THIN-FILM HETROJUNCTION BY CARBON NANOTUBE DERIVATIVES WITH ENHANCED SOLUBILITY AND OPTICAL PROPERTIES

The combination of single-walled carbon nanotubes (SWNTs), characterized by high electron mobility, with p-type semiconducting polymers could lead to an overall improvement in the exciton dissociation and carrier extraction efficiencies in practical devices.1However, one of the main concern in the use of SWNTs, relates to the their scarce solubility. Chemical modification has been widely employed to increase the solubility of SWNTs, but usual reaction conditions limit such syntheses to a small scale with low productivity. Here, we employ SWNTs which have been functionalized with aromatic and heteroaromatic moieties via 1,3-dipolar cycloaddition and through diazotization reaction under batch and continuous-flow conditions.

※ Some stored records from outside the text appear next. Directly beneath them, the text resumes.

//! The baseline: what each path looked like the last time both replicas agreed.
//!
//! `Baseline` is the in-memory view used by a run. `BaselineStore` is the
//! persistence collaborator; `Archive` is a file backed store keeping one
//! file per directory.

use byteorder::{LittleEndian, ReadBytesExt, WriteBytesExt};
use fs2::FileExt;
use std::fs::{self, File, OpenOptions};
use std::io;
use std::iter::FromIterator;
use std::path::{Path, PathBuf};

use crate::error::{DescribeIoError, SyncError};
use crate::state::{BaselineEntry, EntryState};
use crate::util::{hash_single, parent_path, FnvHashMap};

const ARCHIVE_VERSION: u32 = 1;
const LOCK_FILE: &str = "lock";

#[derive(Debug, Clone, Default, PartialEq)]
pub struct Baseline {
    entries: FnvHashMap<String, EntryState>,
}

impl Baseline {
    pub fn new() -> Self {
        Baseline::default()
    }

    /// The recorded state, `None` if the path has never been seen in sync.
    pub fn get(&self, path: &str) -> Option<&EntryState> {
        self.entries.get(path)
    }

    pub fn insert<S: Into<String>>(&mut self, path: S, state: EntryState) {
        let path = path.into();
        if state.entry_exists() {
            self.entries.insert(path, state);
        } else {
            self.entries.remove(&path);
        }
    }

    pub fn remove(&mut self, path: &str) -> Option<EntryState> {
        self.entries.remove(path)
    }

    pub fn contains(&self, path: &str) -> bool {
        self.entries.contains_key(path)
    }

    pub fn paths(&self) -> impl Iterator<Item = &str> {
        self.entries.keys().map(|path| path.as_str())
    }

    pub fn entries(&self) -> impl Iterator<Item = BaselineEntry> + '_ {
        self.entries
            .iter()
            .map(|(path, state)| BaselineEntry::new(path.clone(), state.clone()))
    }

    pub fn len(&self) -> usize {
        self.entries.len()
    }

    pub fn is_empty(&self) -> bool {
        self.entries.is_empty()
    }
}

impl FromIterator<BaselineEntry> for Baseline {
    fn from_iter<I: IntoIterator<Item = BaselineEntry>>(iter: I) -> Self {
        let mut baseline = Baseline::new();
        for entry in iter {
            baseline.insert(entry.path, entry.state);
        }
        baseline
    }
}

/// Persists the baseline between runs.
///
/// `record` and `forget` are called once per confirmed action, so a run that
/// is interrupted leaves every completed path recorded.
pub trait BaselineStore {
    fn load(&mut self) -> Result<Baseline, SyncError>;

    fn record(&mut self, entry: &BaselineEntry) -> Result<(), SyncError>;

    fn forget(&mut self, path: &str) -> Result<(), SyncError>;
}

impl BaselineStore for Baseline {
    fn load(&mut self) -> Result<Baseline, SyncError> {
        Ok(self.clone())
    }

    fn record(&mut self, entry: &BaselineEntry) -> Result<(), SyncError> {
        self.insert(entry.path.clone(), entry.state.clone());
        Ok(())
    }

    fn forget(&mut self, path: &str) -> Result<(), SyncError> {
        self.remove(path);
        Ok(())
    }
}

/// A baseline store on disk.
///
/// Entries are grouped by parent directory, one file per directory, named by
/// the hash of the directory path. Holding an `Archive` holds an exclusive
/// lock on it.
#[derive(Debug)]
pub struct Archive {
    directory: PathBuf,
    lock: File,
}

impl Archive {
    pub fn open(directory: PathBuf) -> Result<Self, SyncError> {
        if !directory.exists() {
            fs::create_dir_all(&directory).describe(|| format!("creating archive directory {:?}", directory))?;
        }
        let lock = OpenOptions::new()
            .create(true)
            .write(true)
            .open(directory.join(LOCK_FILE))?;
        if let Err(e) = lock.try_lock_exclusive() {
            if e.raw_os_error() == fs2::lock_contended_error().raw_os_error() {
                return Err(SyncError::AlreadyRunning(directory));
            }
            return Err(e.into());
        }
        debug!("Opened archive {:?}", directory);
        Ok(Archive { directory, lock })
    }

    pub fn directory(&self) -> &Path {
        &self.directory
    }

    fn file_for_directory(&self, directory: &str) -> PathBuf {
        self.directory.join(hash_single(directory).to_string())
    }

    fn read_file(path: &Path) -> Result<Vec<BaselineEntry>, ReadError> {
        let mut file = File::open(path)?;
        match read_entries(&mut file) {
            Err(ReadError::InvalidVersion(version)) => {
                info!("Archive file {:?} using outdated version ({})", path, version);
                Ok(Vec::new())
            }
            result => result,
        }
    }

    fn entries_for_directory(&self, directory: &str) -> Result<Vec<BaselineEntry>, ReadError> {
        let archive_file = self.file_for_directory(directory);
        if archive_file.exists() {
            Archive::read_file(&archive_file)
        } else {
            Ok(Vec::new())
        }
    }

    fn write_entries_for_directory(&self, directory: &str, entries: &[BaselineEntry]) -> Result<(), WriteError> {
        let archive_file = self.file_for_directory(directory);

        if entries.is_empty() {
            if archive_file.exists() {
                debug!("Removing archive file {:?} (all entries gone)", archive_file);
                fs::remove_file(archive_file)?;
            }
            return Ok(());
        }

        trace!("Writing archive file {:?}", archive_file);
        let temporary = archive_file.with_extension("tmp");
        {
            let mut file = File::create(&temporary)?;
            write_entries(&mut file, entries)?;
            file.sync_all()?;
        }
        fs::rename(temporary, archive_file)?;
        Ok(())
    }

    fn update<F>(&mut self, path: &str, update: F) -> Result<(), SyncError>
    where
        F: FnOnce(&mut Vec<BaselineEntry>),
    {
        let directory = parent_path(path).unwrap_or("");
        let mut entries = self.entries_for_directory(directory)?;
        update(&mut entries);
        self.write_entries_for_directory(directory, &entries)?;
        Ok(())
    }
}

impl BaselineStore for Archive {
    fn load(&mut self) -> Result<Baseline, SyncError> {
        let mut baseline = Baseline::new();
        for item in fs::read_dir(&self.directory)? {
            let item = item?;
            let path = item.path();
            let is_archive_file = item.file_type()?.is_file()
                && path.extension().is_none()
                && item.file_name() != LOCK_FILE;
            if !is_archive_file {
                continue;
            }
            for entry in Archive::read_file(&path)? {
                baseline.insert(entry.path, entry.state);
            }
        }
        info!("Loaded {} baseline entries from {:?}", baseline.len(), self.directory);
        Ok(baseline)
    }

    fn record(&mut self, entry: &BaselineEntry) -> Result<(), SyncError> {
        if !entry.state.entry_exists() {
            return self.forget(&entry.path);
        }
        self.update(&entry.path, |entries| {
            match entries.iter_mut().find(|existing| existing.path == entry.path) {
                Some(existing) => existing.state = entry.state.clone(),
                None => entries.push(entry.clone()),
            }
        })
    }

    fn forget(&mut self, path: &str) -> Result<(), SyncError> {
        self.update(path, |entries| entries.retain(|existing| existing.path != path))
    }
}

impl Drop for Archive {
    fn drop(&mut self) {
        if let Err(e) = self.lock.unlock() {
            warn!("Failed to unlock archive {:?}: {}", self.directory, e);
        }
    }
}

#[derive(Debug)]
pub enum ReadError {
    InvalidVersion(u32),
    IoError(io::Error),
    DeserializeError(bincode::Error),
}

impl From<bincode::Error> for ReadError {
    fn from(e: bincode::Error) -> Self {
        ReadError::DeserializeError(e)
    }
}

impl From<io::Error> for ReadError {
    fn from(e: io::Error) -> Self {
        ReadError::IoError(e)
    }
}

#[derive(Debug)]
pub enum WriteError {
    IoError(io::Error),
    SerializeError(bincode::Error),
}

impl From<bincode::Error> for WriteError {
    fn from(e: bincode::Error) -> Self {
        WriteError::SerializeError(e)
    }
}

impl From<io::Error> for WriteError {
    fn from(e: io::Error) -> Self {
        WriteError::IoError(e)
    }
}

/// reads a set of entries from a binary stream
fn read_entries<R: io::Read>(read: &mut R) -> Result<Vec<BaselineEntry>, ReadError> {
    let version = read.read_u32::<LittleEndian>()?;
    if version != ARCHIVE_VERSION {
        return Err(ReadError::InvalidVersion(version));
    }
    Ok(bincode::deserialize_from(read)?)
}

// writes a set of entries to a binary stream
fn write_entries<W: io::Write>(out: &mut W, entries: &[BaselineEntry]) -> Result<(), WriteError> {
    out.write_u32::<LittleEndian>(ARCHIVE_VERSION)?;
    bincode::serialize_into(out, entries)?;
    Ok(())
}

#[cfg(test)]
mod tests {
    use super::*;

    #[test]
    fn entries_survive_the_binary_format() {
        let entries = vec![
            BaselineEntry::new("A", EntryState::Directory),
            BaselineEntry::new("A/a1", EntryState::file("abc", 12)),
        ];
        let mut buffer = Vec::new();
        write_entries(&mut buffer, &entries).unwrap();
        assert_eq!(read_entries(&mut &buffer[..]).unwrap(), entries);
    }

    #[test]
    fn outdated_versions_are_rejected() {
        let mut buffer = Vec::new();
        buffer.write_u32::<LittleEndian>(ARCHIVE_VERSION + 1).unwrap();
        match read_entries(&mut &buffer[..]) {
            Err(ReadError::InvalidVersion(version)) => assert_eq!(version, ARCHIVE_VERSION + 1),
            other => panic!("unexpected {:?}", other),
        }
    }

    #[test]
    fn empty_states_are_not_recorded() {
        let mut baseline = Baseline::new();
        baseline.insert("A/a1", EntryState::file("abc", 12));
        baseline.insert("A/a1", EntryState::Empty);
        assert!(baseline.get("A/a1").is_none());
        assert!(baseline.is_empty());
    }

    #[test]
    fn archive_records_and_forgets_entries() {
        let directory = tempfile::tempdir().unwrap();
        let mut archive = Archive::open(directory.path().join("archive")).unwrap();
        archive.record(&BaselineEntry::new("A", EntryState::Directory)).unwrap();
        archive.record(&BaselineEntry::new("A/a1", EntryState::file("abc", 12))).unwrap();
        archive.record(&BaselineEntry::new("A/a2", EntryState::file("def", 12))).unwrap();
        archive.record(&BaselineEntry::new("A/a1", EntryState::file("xyz", 13))).unwrap();
        archive.forget("A/a2").unwrap();

        let baseline = archive.load().unwrap();
        assert_eq!(baseline.len(), 2);
        assert_eq!(baseline.get("A"), Some(&EntryState::Directory));
        assert_eq!(baseline.get("A/a1"), Some(&EntryState::file("xyz", 13)));
        assert!(baseline.get("A/a2").is_none());
    }

    #[test]
    fn archive_survives_reopening() {
        let directory = tempfile::tempdir().unwrap();
        let path = directory.path().join("archive");
        {
            let mut archive = Archive::open(path.clone()).unwrap();
            archive.record(&BaselineEntry::new("top", EntryState::file("abc", 1))).unwrap();
        }
        let mut archive = Archive::open(path).unwrap();
        assert_eq!(archive.load().unwrap().get("top"), Some(&EntryState::file("abc", 1)));
    }

    #[test]
    fn second_archive_on_the_same_directory_is_refused() {
        let directory = tempfile::tempdir().unwrap();
        let path = directory.path().join("archive");
        let _first = Archive::open(path.clone()).unwrap();
        match Archive::open(path) {
            Err(SyncError::AlreadyRunning(_)) => {}
            other => panic!("unexpected {:?}", other),
        }
    }
}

This offers a safer, scalable processing and the opportunity to a rapid reaction screening using a relatively small amount of reagents.2 Such systems in combination with P3HT have been used to fabricate bulk heterojunctions (BHJ) by Langmuir-Blodgett, which offers a simple method of producing ultrathin-films with fine control over thickness. Thanks to the improved solubility of SWNT derivatives we prepared multi-planar heterojunctions (MHJ) consisting of alternate layers of P3HT and SWCNTs, by horizontal lifting (Langmuir-Schaefer) technique. Then we induced a transition from MHJ to BHJ by thermal annealing to mix the layers. While the degree of functionalization ensured by diazotization, higher than 1,3-dipolar cycloaddition, improves processability, fluorescence quenching measurements have demonstrated that thienyl groups ensure a stronger interaction with P3HT and consequently a better electron transfer. Such properties have been modulated within the thin film by changing its internal morphology tuning the parameters of the mixing process. Thienyl derivatives obtained through controllable functionalization of SWNTs in flow conditions are promising candidates for the incorporation in the active layer of OPV cells.